Gold in India holds a significant value. Both financially, as well as culturally. Gold as an investment instrument has been able to generate consistently rising returns over the last couple of decades, this coupled with a solid demand in the secondary market, and many practical use cases means that gold has become a truly significant financial instrument.
Like all things digital, gold investing has also become digital. To make gold investment convenient, and to modernize the investment method, new digital gold based financial instruments have come into existence. Example- digital gold, SGBs, etc.
Physical gold, as the name suggests, is tangible in nature.

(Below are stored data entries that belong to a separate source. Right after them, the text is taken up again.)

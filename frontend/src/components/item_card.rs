use crate::auth::use_auth;
use crate::components::icons::{Calendar, Mail, MapPin, Person, Trash};
use leptos::prelude::*;
use lostlinked::listing::delete_control_visible;
use lostlinked_shared::{Category, Item, ItemRef, ItemStatus};

fn category_badge(category: Category) -> &'static str {
    match category {
        Category::Electronics => "badge badge-secondary",
        Category::Clothing => "badge badge-accent",
        Category::Accessories => "badge badge-warning",
        Category::Documents => "badge badge-info",
        Category::Keys => "badge badge-success",
        Category::Bags => "badge badge-primary",
        Category::Other => "badge badge-ghost",
    }
}

/// 单条记录的卡片
///
/// 删除按钮只对已登录用户显示；确认与请求由 `on_delete` 的提供者负责。
#[component]
pub fn ItemCard(item: Item, on_delete: Callback<ItemRef>) -> impl IntoView {
    let auth = use_auth();
    let target = item.item_ref();
    let status = item.status();

    view! {
        <div class="card bg-base-100 shadow-md hover:shadow-xl transition-all duration-300">
            <div class="card-body p-6">
                <div class="flex justify-between items-start">
                    <h3 class="card-title text-xl">{item.item_name().to_string()}</h3>
                    <Show when=move || auth.state.with(delete_control_visible)>
                        <button
                            on:click=move |_| on_delete.run(target)
                            class="btn btn-ghost btn-sm btn-circle text-error"
                            title="Delete item"
                        >
                            <Trash attr:class="h-6 w-6" />
                        </button>
                    </Show>
                </div>

                <span class=category_badge(item.category())>{item.category().as_str()}</span>

                <p class="text-base-content/70">{item.description().to_string()}</p>

                <div class="space-y-2 text-sm">
                    <div class="flex items-center gap-2">
                        <MapPin attr:class="h-5 w-5 text-info" />
                        <span class="font-medium">"Location:"</span>
                        <span>{item.location().to_string()}</span>
                    </div>
                    <div class="flex items-center gap-2">
                        <Calendar attr:class="h-5 w-5 text-success" />
                        <span class="font-medium">"Date:"</span>
                        <span>{item.date().to_string()}</span>
                    </div>
                    <div class="flex items-center gap-2">
                        <Person attr:class="h-5 w-5 text-warning" />
                        <span class="font-medium">"Contact:"</span>
                        <span>{item.person_name().to_string()}</span>
                    </div>
                    <div class="flex items-center gap-2">
                        <Mail attr:class="h-5 w-5 text-secondary" />
                        <span>{item.contact().to_string()}</span>
                    </div>
                </div>

                <div class="divider my-1"></div>
                <div>
                    <span class=if status == ItemStatus::Active {
                        "badge badge-success badge-sm font-semibold"
                    } else {
                        "badge badge-neutral badge-sm font-semibold"
                    }>{status.as_str().to_uppercase()}</span>
                </div>
            </div>
        </div>
    }
}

There are many forms in which physical gold can be purchased like gold ornaments, utensils, bullion like gold coins, bard, etc.
Physical gold has been the preferred investment method for the longest time. Reason being that ever since the early days, the tangibility of the assets helped grasp the true value of the assets. Also, a lack of digital gold based investment instruments meant that the only form in which gold investment could be done is by investing in physical gold in the form of jewellery, coins, bars, and utensils.

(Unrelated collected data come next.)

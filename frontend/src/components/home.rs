use crate::auth::use_auth;
use crate::components::icons::{CheckCircle, Warning};
use crate::components::item_card::ItemCard;
use crate::components::spinner::Spinner;
use crate::components::toast::use_toaster;
use leptos::prelude::*;
use leptos::task::spawn_local;
use lostlinked::listing::{
    DELETE_CONFIRM, DELETE_FAILED, DELETE_SUCCEEDED, FETCH_FAILED, ItemBoard, delete_item,
    empty_message, fetch_listing,
};
use lostlinked::notify::Notification;
use lostlinked_shared::{Item, ItemKind, ItemRef};
use lostlinked::{ClientError, InFlight};

/// 列表页（首页与管理视图共用）
#[component]
pub fn HomePage(
    /// 管理视图只在标题处有所区别
    #[prop(optional)]
    admin: bool,
) -> impl IntoView {
    let auth = use_auth();
    let toaster = use_toaster();

    let (board, set_board) = signal(ItemBoard::new());
    let deletes = StoredValue::new(InFlight::<ItemRef>::new());

    // 挂载时加载一次
    let api = auth.api();
    spawn_local(async move {
        let result = fetch_listing(&api).await;
        if let Some(Err(e)) = set_board.try_update(|b| b.apply(result)) {
            log::error!("Error fetching items: {}", e);
            toaster.error(FETCH_FAILED);
        }
    });

    let on_delete = Callback::new(move |target: ItemRef| {
        let confirmed = window()
            .confirm_with_message(DELETE_CONFIRM)
            .unwrap_or(false);
        if !confirmed {
            return;
        }

        let api = auth.api();
        let inflight = deletes.get_value();
        spawn_local(async move {
            match delete_item(&api, &inflight, target).await {
                Ok(deleted) => {
                    toaster.success(DELETE_SUCCEEDED);
                    set_board.try_update(|b| b.remove(deleted));
                }
                // 重复点击，第一次的请求仍在进行
                Err(ClientError::Busy(_)) => {}
                Err(e) => toaster.notify(Notification::from_error(&e, DELETE_FAILED)),
            }
        });
    });

    let column = move |kind: ItemKind| {
        let (header_class, subtitle) = match kind {
            ItemKind::Lost => (
                "alert alert-error alert-soft border-l-4 mb-6",
                "Items that people have lost",
            ),
            ItemKind::Found => (
                "alert alert-success alert-soft border-l-4 mb-6",
                "Items that have been found",
            ),
        };

        view! {
            <div>
                <div class=header_class>
                    <div>
                        <h2 class="text-2xl font-bold flex items-center gap-2">
                            {match kind {
                                ItemKind::Lost => view! { <Warning attr:class="h-8 w-8" /> }.into_any(),
                                ItemKind::Found => view! { <CheckCircle attr:class="h-8 w-8" /> }.into_any(),
                            }}
                            {format!("{} Items", kind.label())}
                            " (" {move || board.with(|b| b.count(kind))} ")"
                        </h2>
                        <p class="mt-1">{subtitle}</p>
                    </div>
                </div>

                <div class="space-y-4">
                    <Show
                        when=move || board.with(|b| b.count(kind) > 0)
                        fallback=move || view! {
                            <div class="card bg-base-100 shadow p-8 text-center text-base-content/50">
                                <p>{empty_message(kind)}</p>
                            </div>
                        }
                    >
                        <For
                            each=move || board.with(|b| b.column(kind))
                            key=|item: &Item| item.item_ref()
                            children=move |item| view! { <ItemCard item=item on_delete=on_delete /> }
                        />
                    </Show>
                </div>
            </div>
        }
    };

    view! {
        <Show when=move || !board.with(ItemBoard::is_loading) fallback=|| view! { <Spinner /> }>
            <div class="container mx-auto px-4 py-8">
                <div class="text-center mb-8">
                    <h1 class="text-4xl font-bold mb-2">
                        {if admin { "Manage Lost & Found Items" } else { "Lost & Found Items" }}
                    </h1>
                    <p class="text-base-content/70">"Help reunite people with their belongings"</p>
                </div>

                <div class="grid grid-cols-1 md:grid-cols-2 gap-8">
                    {column(ItemKind::Lost)}
                    {column(ItemKind::Found)}
                </div>
            </div>
        </Show>
    }
}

Sovereign gold bonds are government issued securities that are denominated in the grams of gold and are one of the best gold investment options available in the market. These are alternatives to hold physical gold, allowing the investors who want to purchase gold related security solely for the purpose of investment to enjoy interest income as well as the fluctuation in the value of the gold.
Sovereign gold bonds are in paper or digital format, i.e. the investor in the bonds would only get an acknowledgement and a proof of investment in the form of a paper or digital contract. I.e. there is no tangible gold that the investor gets to hold/see.
One of the biggest SGB investment benefits is the fact that, along with the rising intrinsic value, these financial instruments also offer interest income to the investor. The interest income is over and above the final sale or maturity value of the instrument. Hence, allowing the investor to maximize their returns.
The gold purchased in the form of digital gold is stored by the provider. How digital gold works is that the gold provider provides fractional ownership to the total underlying gold in proportion to the money invested.
One of the major advantages of digital gold is that the digital gold is backed by actual physical gold that is stored in secured vaults. The benefit of purchasing digital gold is that it saves the investor effort to securely store the gold, and also allows the investor to invest any amount they see fit. I.e. There is a minimal barrier to entry concerning the amount that needs to be invested. An investor can invest as low as INR 500 in digital gold, which is clearly not the case with physical gold. Hence, all things considered, digital gold is arguably the best way to invest in gold.
Irrespective of the investment avenue, gold related investment instruments offer capital fluctuation in relation with the actual market price fluctuation as seen in the physical gold. Looking at the track record, gold has produced exceptionally good returns over a longer investment timeframe, so all physical gold, digital gold, and sovereign gold bonds can help make exceptional returns in the form of capital appreciation.
This advantage is exclusive only to the sovereign gold bonds. SGBs along with the capital appreciation, also offers interest income to the investors. This allows the investors to enjoy a higher magnitude of total returns. SGB interest rates stand at 2.5% per annum on the initial investment sum.
Market fluctuation in the gold price has an impact on the value of the gold based financial instruments. Be it physical gold, sovereign gold bonds, or a digital gold security, these are not prone to the fluctuations in the gold price. An increasing gold price can help an investor make exponential returns, and vice versa.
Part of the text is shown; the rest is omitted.